Add in the zest to protect the breast
Adding in lemon and orange juice and zest to this soup adds extra carotenoids. I have a deep attachment to my microplane zester and I use it all the time because adding zest gives a dish that extra boost of flavor. Turns out that these citrus carotenoids are also good at fighting cancer, especially breast cancer. Studies have found a 10% reduction in breast cancer (3)! Just by eating citrus fruits. That’s crazy to me, and good news, since I constantly am adding lemon zest (and juice) to my dishes.
So how is this working? The citrus compounds are helping aid DNA repair. Every day, your DNA takes a beating from oxidative stresses (such as environmental exposures, stress, chemicals, unhealthy foods). The foods we eat help to repair the DNA so that it can continue to function properly (if we eat whole plant foods, that is!). Damages in DNA leads to diseases, one such is cancer.
Then the question always asked next is – can’t I just take a supplement?
And the answer is: No.
It just doesn’t work. Studies have looked at it and the supplement did nothing for DNA repair (4)! There’s no money in telling people to eat oranges, but there is if you can make a pill, right? So that’s why you still will see such supplements being sold. But the reality is that there is something very complex happening when you bite a piece of citrus. It has the carotenoids that we know are so important, but they are attached to many many other citrus compounds. Together, they make the citrus effective in your body. Broken up, they are useless. In fact, even just drinking the juice is not any good. So eat the whole fruit and add in the zest for the best protection for your DNA!
If you want to learn more about citrus and DNA repair, check out the great video by Dr. Gregor, MD that I posted below.
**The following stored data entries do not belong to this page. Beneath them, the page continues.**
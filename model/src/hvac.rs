/*
MIT License
Copyright (c)  Germán Molina
Permission is hereby granted, free of charge, to any person obtaining a copy
of this software and associated documentation files (the "Software"), to deal
in the Software without restriction, including without limitation the rights
to use, copy, modify, merge, publish, distribute, sublicense, and/or sell
copies of the Software, and to permit persons to whom the Software is
furnished to do so, subject to the following conditions:
The above copyright notice and this permission notice shall be included in all
copies or substantial portions of the Software.
THE SOFTWARE IS PROVIDED "AS IS", WITHOUT WARRANTY OF ANY KIND, EXPRESS OR
IMPLIED, INCLUDING BUT NOT LIMITED TO THE WARRANTIES OF MERCHANTABILITY,
FITNESS FOR A PARTICULAR PURPOSE AND NONINFRINGEMENT. IN NO EVENT SHALL THE
AUTHORS OR COPYRIGHT HOLDERS BE LIABLE FOR ANY CLAIM, DAMAGES OR OTHER
LIABILITY, WHETHER IN AN ACTION OF CONTRACT, TORT OR OTHERWISE, ARISING FROM,
OUT OF OR IN CONNECTION WITH THE SOFTWARE OR THE USE OR OTHER DEALINGS IN THE
SOFTWARE.
*/

use crate::Float;
use serde::{Deserialize, Serialize};

/// The operating condition of a room during one timestep.
///
/// This is a closed set: components that branch on it should use an
/// exhaustive `match`, since new modes are not expected.
///
/// When stored in the simulation state the mode is encoded as a
/// floating point code: `Heating = 0`, `Cooling = 1`, `StopOpen = 2`,
/// `StopClose = 3`.
#[derive(Debug, Clone, Copy, PartialEq, Eq, Serialize, Deserialize, Default)]
pub enum Mode {
    /// The room's equipment is injecting sensible heat
    Heating,

    /// The room's equipment is extracting sensible heat (and possibly
    /// moisture)
    Cooling,

    /// The room is free-floating with its window open
    StopOpen,

    /// The room is free-floating with its window closed. This is also
    /// the default
    #[default]
    StopClose,
}

impl Mode {
    /// The code under which this mode is stored in the simulation state
    pub fn code(&self) -> Float {
        match self {
            Self::Heating => 0.,
            Self::Cooling => 1.,
            Self::StopOpen => 2.,
            Self::StopClose => 3.,
        }
    }

    /// Rebuilds a mode from its simulation-state code
    pub fn from_code(code: Float) -> Result<Self, String> {
        let i = code.round() as i32;
        match i {
            0 => Ok(Self::Heating),
            1 => Ok(Self::Cooling),
            2 => Ok(Self::StopOpen),
            3 => Ok(Self::StopClose),
            _ => Err(format!("'{}' is not the code of any operating Mode", code)),
        }
    }

    /// Whether the room's equipment is actively conditioning
    pub fn is_conditioning(&self) -> bool {
        match self {
            Self::Heating | Self::Cooling => true,
            Self::StopOpen | Self::StopClose => false,
        }
    }
}

impl std::fmt::Display for Mode {
    fn fmt(&self, f: &mut std::fmt::Formatter<'_>) -> std::fmt::Result {
        let s = match self {
            Self::Heating => "Heating",
            Self::Cooling => "Cooling",
            Self::StopOpen => "Stop (window open)",
            Self::StopClose => "Stop (window closed)",
        };
        write!(f, "{}", s)
    }
}

/// The kind of equipment conditioning a room, carrying its rated
/// capacity.
///
/// Radiant equipment delivers its output onto the room's surfaces and
/// is capped per unit of surface area; convective equipment delivers
/// straight into the air node and is capped by a fixed rated power.
#[derive(Debug, Clone, Copy, Serialize, Deserialize, PartialEq)]
#[serde(tag = "type")]
#[serde(deny_unknown_fields)]
pub enum EquipmentKind {
    /// Radiant panels (e.g., a heated floor)
    Radiant {
        /// The maximum heating output per unit of room surface area,
        /// in W/m2
        max_heating_flux: Float,

        /// The maximum cooling output per unit of room surface area,
        /// in W/m2
        max_cooling_flux: Float,
    },

    /// A convective unit (e.g., a split air conditioner)
    Convective {
        /// The maximum heating power, in W
        max_heating_power: Float,

        /// The maximum cooling power, in W
        max_cooling_power: Float,
    },
}

impl Default for EquipmentKind {
    fn default() -> Self {
        Self::Convective {
            max_heating_power: 0.,
            max_cooling_power: 0.,
        }
    }
}

/// The heating/cooling equipment serving one room.
///
/// ## Example (in `.json`)
/// ```json
/// {
///     "name": "Living room split",
///     "target_room": "Living room",
///     "kind": { "type": "Convective", "max_heating_power": 2500, "max_cooling_power": 2500 },
///     "heating_setpoint": 20,
///     "cooling_setpoint": 26
/// }
/// ```
#[derive(Debug, Clone, Serialize, Deserialize, PartialEq, Default)]
#[serde(deny_unknown_fields)]
pub struct Hvac {
    /// The name of the system
    pub name: String,

    /// The name of the room this system conditions
    pub target_room: String,

    /// The kind of equipment and its rated capacity
    #[serde(default)]
    pub kind: EquipmentKind,

    /// The air temperature below which the room is heated, in C.
    /// When absent, a comfort-based operative-temperature target is
    /// derived by the thermal module
    #[serde(default)]
    #[serde(skip_serializing_if = "Option::is_none")]
    pub heating_setpoint: Option<Float>,

    /// The air temperature above which the room is cooled, in C.
    /// When absent, a comfort-based operative-temperature target is
    /// derived by the thermal module
    #[serde(default)]
    #[serde(skip_serializing_if = "Option::is_none")]
    pub cooling_setpoint: Option<Float>,

    /// The relative humidity (in fractions, 0-1) towards which the
    /// room is dehumidified while cooling. When absent, cooling
    /// removes no moisture
    #[serde(default)]
    #[serde(skip_serializing_if = "Option::is_none")]
    pub target_relative_humidity: Option<Float>,

    /// The maximum dehumidification power, in W of latent heat. When
    /// absent, dehumidification is unconstrained
    #[serde(default)]
    #[serde(skip_serializing_if = "Option::is_none")]
    pub max_dehumidification_power: Option<Float>,
}

impl Hvac {
    /// Creates a new system of the given equipment kind
    pub fn new<S: Into<String>, R: Into<String>>(name: S, target_room: R, kind: EquipmentKind) -> Self {
        Self {
            name: name.into(),
            target_room: target_room.into(),
            kind,
            ..Self::default()
        }
    }
}

/***********/
/* TESTING */
/***********/

#[cfg(test)]
mod testing {
    use super::*;

    #[test]
    fn test_mode_codes() -> Result<(), String> {
        for mode in [Mode::Heating, Mode::Cooling, Mode::StopOpen, Mode::StopClose] {
            let back = Mode::from_code(mode.code())?;
            assert_eq!(mode, back);
        }
        assert!(Mode::from_code(9.).is_err());
        assert!(Mode::Heating.is_conditioning());
        assert!(Mode::Cooling.is_conditioning());
        assert!(!Mode::StopOpen.is_conditioning());
        assert!(!Mode::StopClose.is_conditioning());
        Ok(())
    }

    #[test]
    fn test_serde() -> Result<(), String> {
        let hardcoded_ref = Hvac {
            name: "Living room split".into(),
            target_room: "Living room".into(),
            kind: EquipmentKind::Convective {
                max_heating_power: 2500.,
                max_cooling_power: 2500.,
            },
            heating_setpoint: Some(20.),
            cooling_setpoint: Some(26.),
            target_relative_humidity: None,
            max_dehumidification_power: None,
        };

        let from_json5: Hvac = json5::from_str(
            "{
            name: 'Living room split',
            target_room: 'Living room',
            kind: { type: 'Convective', max_heating_power: 2500, max_cooling_power: 2500 },
            heating_setpoint: 20,
            cooling_setpoint: 26,
        }",
        )
        .map_err(|e| e.to_string())?;
        assert_eq!(hardcoded_ref, from_json5);

        let rust_json = serde_json::to_string(&hardcoded_ref).map_err(|e| e.to_string())?;
        let from_serialized: Hvac = serde_json::from_str(&rust_json).map_err(|e| e.to_string())?;
        assert_eq!(hardcoded_ref, from_serialized);
        Ok(())
    }

    #[test]
    fn test_serde_radiant() -> Result<(), String> {
        let hardcoded_ref = EquipmentKind::Radiant {
            max_heating_flux: 60.,
            max_cooling_flux: 40.,
        };
        let from_json5: EquipmentKind = json5::from_str(
            "{ type: 'Radiant', max_heating_flux: 60, max_cooling_flux: 40 }",
        )
        .map_err(|e| e.to_string())?;
        assert_eq!(hardcoded_ref, from_json5);
        Ok(())
    }
}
I hope you enjoyed learning about carotenoids and that you also enjoy this recipe. If you make it, please tag me in a photo on instagram as I love to see you eating well to be well.
Orange Squash Soup
Makes about 6 servings
Brighten up your day with cheerful orange soup made with winter squash, sweet potato, carrots, lemon, ginger and orange.
Author: Leah Romay
- 1 onion, roughly chopped
- 4 garlic cloves, sliced
- 1 tsp salt
- few grinds of black pepper
- 1 T grated fresh ginger root
- 3 stalks celery, chopped
- 8 cups water
- 3 carrots, chopped
- 1 large sweet potato, peeled and chopped
- 1 large kabocha squash, cut into chunks
- 2 T raw honey
- juice and zest of 1 lemon
- juice and zest of 1 orange
- Begin by chopping the kabocha squash into large chunks and removing the seeds. Place kabocha squash chunks in a large pot with a steamer basket and steam until just tender. Alternatively you can roast the squash for 30 mins at 400 F. The goal is to soften the squash a bit so that you can easily remove the outer skin. Kabocha squash skin is very tough to remove when the squash is raw.
- Once you have the squash steaming or roasting, chop up the other ingredients. This will save you time.
- In a large Dutch oven pot over medium heat, add 2 T olive oil. Add the onions and garlic, cooking for 5 minutes. Then add the celery and cook another 3 minutes.
- By now, the squash should be cooked enough that it will be easy to remove the skins. Carefully transfer the squash pieces to a cutting board and cut off the skin.
- Back to the pot – Add the salt, pepper, and grated ginger and stir to combine. Add the carrots, sweet potato, squash and water. Cover with a lid and bring to a boil over high heat, then reduce to low and simmer for 10-15 minutes until all of the veggies are very soft.
- Transfer the contents of the pot to a blender and puree in batches. Alternatively, use an immersion blender.
- Add in the honey, lemon and orange juice and zest. Stir well to combine.
- Serve with a dollop of coconut yogurt, a sprinkle of pumpkin seeds, and maybe a nice slice of whole grain bread.